Title: Navigating Regulatory Complexity: A Case Study of a US Cosmetics Company's Acquisition and EU Market Entry Strategy for a Medical Device Portfolio

Abstract:

This case study examines the regulatory challenges encountered by a US-based cosmetics company that acquired a medical device portfolio for cosmetic use from an overseas manufacturer. To facilitate the company's entry into the European Union (EU) market, Oakley Business Development was engaged to review and prepare a technical package suitable for EU product marketing. The regulatory approach for this product was notably intricate, as it fell under the classification of a medical device,, MDR 2017/745, despite not being a pharmaceutical. The study showcases the strategic measures undertaken to comply with EU regulations, encompassing Technical Document creation, Safety Study implementation, and CE registration.

Introduction:

Expanding into new markets presents unique regulatory hurdles for companies, particularly when dealing with products that straddle the boundaries of multiple regulatory frameworks. In this case, a US cosmetics company acquired a medical device portfolio designed for cosmetic use from an overseas manufacturer. However, marketing these products in the EU necessitated compliance with the complex regulatory framework for medical devices, (MDR 2017/745 ). This case study explores the company's partnership with Oakley Business Development to navigate the intricate regulatory landscape, emphasizing the challenges faced and the solutions devised to overcome them.

Objective:

The primary objective of this case study is to analyze the regulatory approach adopted by a US cosmetics company after acquiring a medical device portfolio.

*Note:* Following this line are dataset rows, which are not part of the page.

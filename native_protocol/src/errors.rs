use thiserror::Error;

/// Enum representing errors that can occur within the native protocol.
#[derive(Debug, Error, PartialEq)]
pub enum NativeError {
    #[error("Serialization error occurred: {0}")]
    SerializationError(String),
    #[error("Not enough bytes for a complete frame")]
    NotEnoughBytes,
    #[error("Unexpected bytes after a complete frame")]
    TrailingBytes,
    #[error("Invalid frame type marker {0:#04x}")]
    InvalidType(u8),
    #[error("Invalid length: {0}")]
    InvalidLength(String),
    #[error("Invalid integer: {0}")]
    InvalidInteger(String),
    #[error("Bulk string is not terminated by CRLF")]
    MissingTerminator,
    #[error("Frame text is not valid UTF-8")]
    InvalidUtf8,
    #[error("Invalid command: {0}")]
    InvalidCommand(String),
}
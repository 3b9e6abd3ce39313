use std::{
    io::{self, ErrorKind},
    process::ExitCode,
};

use clap::Parser;
use flight_sim::{
    cli::Args,
    commands::{CommandError, ShellCommand},
    config::{Config, ConfigError},
    shell::Shell,
    types::{
        client::RedisStore,
        emulation::TrafficEmulation,
        store::{FlightStore, StoreError},
    },
};
use logger::{Color, Logger};
use thiserror::Error;

#[derive(Debug, Error)]
enum AppError {
    #[error(transparent)]
    Config(#[from] ConfigError),
    #[error("cannot connect to {addr}: {source}")]
    Connection {
        addr: String,
        #[source]
        source: StoreError,
    },
    #[error(transparent)]
    Command(#[from] CommandError),
    #[error("I/O error: {0}")]
    Io(#[from] io::Error),
}

fn main() -> ExitCode {
    let args = Args::parse();

    match run(&args) {
        Ok(true) => ExitCode::SUCCESS,
        Ok(false) => ExitCode::FAILURE,
        Err(e) => {
            eprintln!("Error: {}", e);
            ExitCode::FAILURE
        }
    }
}

/// Returns whether every one-shot query succeeded.
fn run(args: &Args) -> Result<bool, AppError> {
    let config = Config::resolve(args.connection.as_deref(), args.log_dir.clone())?;

    let logger = match Logger::new(&config.log_dir, &config.addr()) {
        Ok(logger) => Some(logger),
        Err(e) => {
            eprintln!("Warning: running without a session log: {}", e);
            None
        }
    };

    log_info(&logger, &format!("connecting to {}", config.addr()));
    let store = RedisStore::connect(&config).map_err(|source| {
        let error = AppError::Connection {
            addr: config.addr(),
            source,
        };
        log_error(&logger, &error.to_string());
        error
    })?;
    let mut emulation = TrafficEmulation::new(store);

    if let Some(path) = &args.json {
        let import = ShellCommand::Load(path.clone());
        log_info(&logger, &import.describe());
        match import.execute(&mut emulation) {
            Ok(reply) => println!("{}", reply.render(false)?),
            Err(e) => {
                log_error(&logger, &e.to_string());
                return Err(e.into());
            }
        }
    }

    if !args.has_queries() {
        let mut shell = Shell::new(emulation, logger);
        return match shell.run(io::stdin().lock(), io::stdout()) {
            Ok(()) => Ok(true),
            Err(e) if e.kind() == ErrorKind::BrokenPipe => Ok(true),
            Err(e) => Err(e.into()),
        };
    }

    let mut all_succeeded = true;
    for query in args.queries()? {
        log_info(&logger, &query.describe());
        if let Err(e) = answer(&query, &mut emulation) {
            log_error(&logger, &e.to_string());
            eprintln!("Error: {}", e);
            all_succeeded = false;
        }
    }
    Ok(all_succeeded)
}

fn answer<S: FlightStore>(
    query: &ShellCommand,
    emulation: &mut TrafficEmulation<S>,
) -> Result<(), CommandError> {
    let reply = query.execute(emulation)?;
    for warning in reply.warnings() {
        eprintln!("Warning: {}", warning);
    }
    println!("{}", reply.render(false)?);
    Ok(())
}

fn log_info(logger: &Option<Logger>, message: &str) {
    if let Some(logger) = logger {
        let _ = logger.info(message, Color::Green, false);
    }
}

fn log_error(logger: &Option<Logger>, message: &str) {
    if let Some(logger) = logger {
        let _ = logger.error(message, false);
    }
}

The focus is on preparing a technical package suitable for EU product marketing, adhering to the specific requirements for medical devices, and achieving successful CE registration. The study aims to shed light on the complexities and strategies involved in complying with EU regulations for a non-pharmaceutical medical device marketed as a cosmetic.

Methods:

The case study adopts a qualitative approach, relying on a comprehensive review of available documentation and interviews with key stakeholders involved in the acquisition and regulatory process. Primary data sources include company representatives, regulatory experts from Oakley Business Development, and relevant EU regulatory authorities. Secondary data sources include industry publications, regulatory guidelines, and EU directives and regulations related to medical devices and cosmetics.

Results:

1. Classification Challenges: The case study highlights the complexities of accurately classifying the acquired medical device portfolio under EU regulations. It discusses the considerations involved in differentiating between cosmetics and medical devices based on intended purpose, mode of action, and associated risks.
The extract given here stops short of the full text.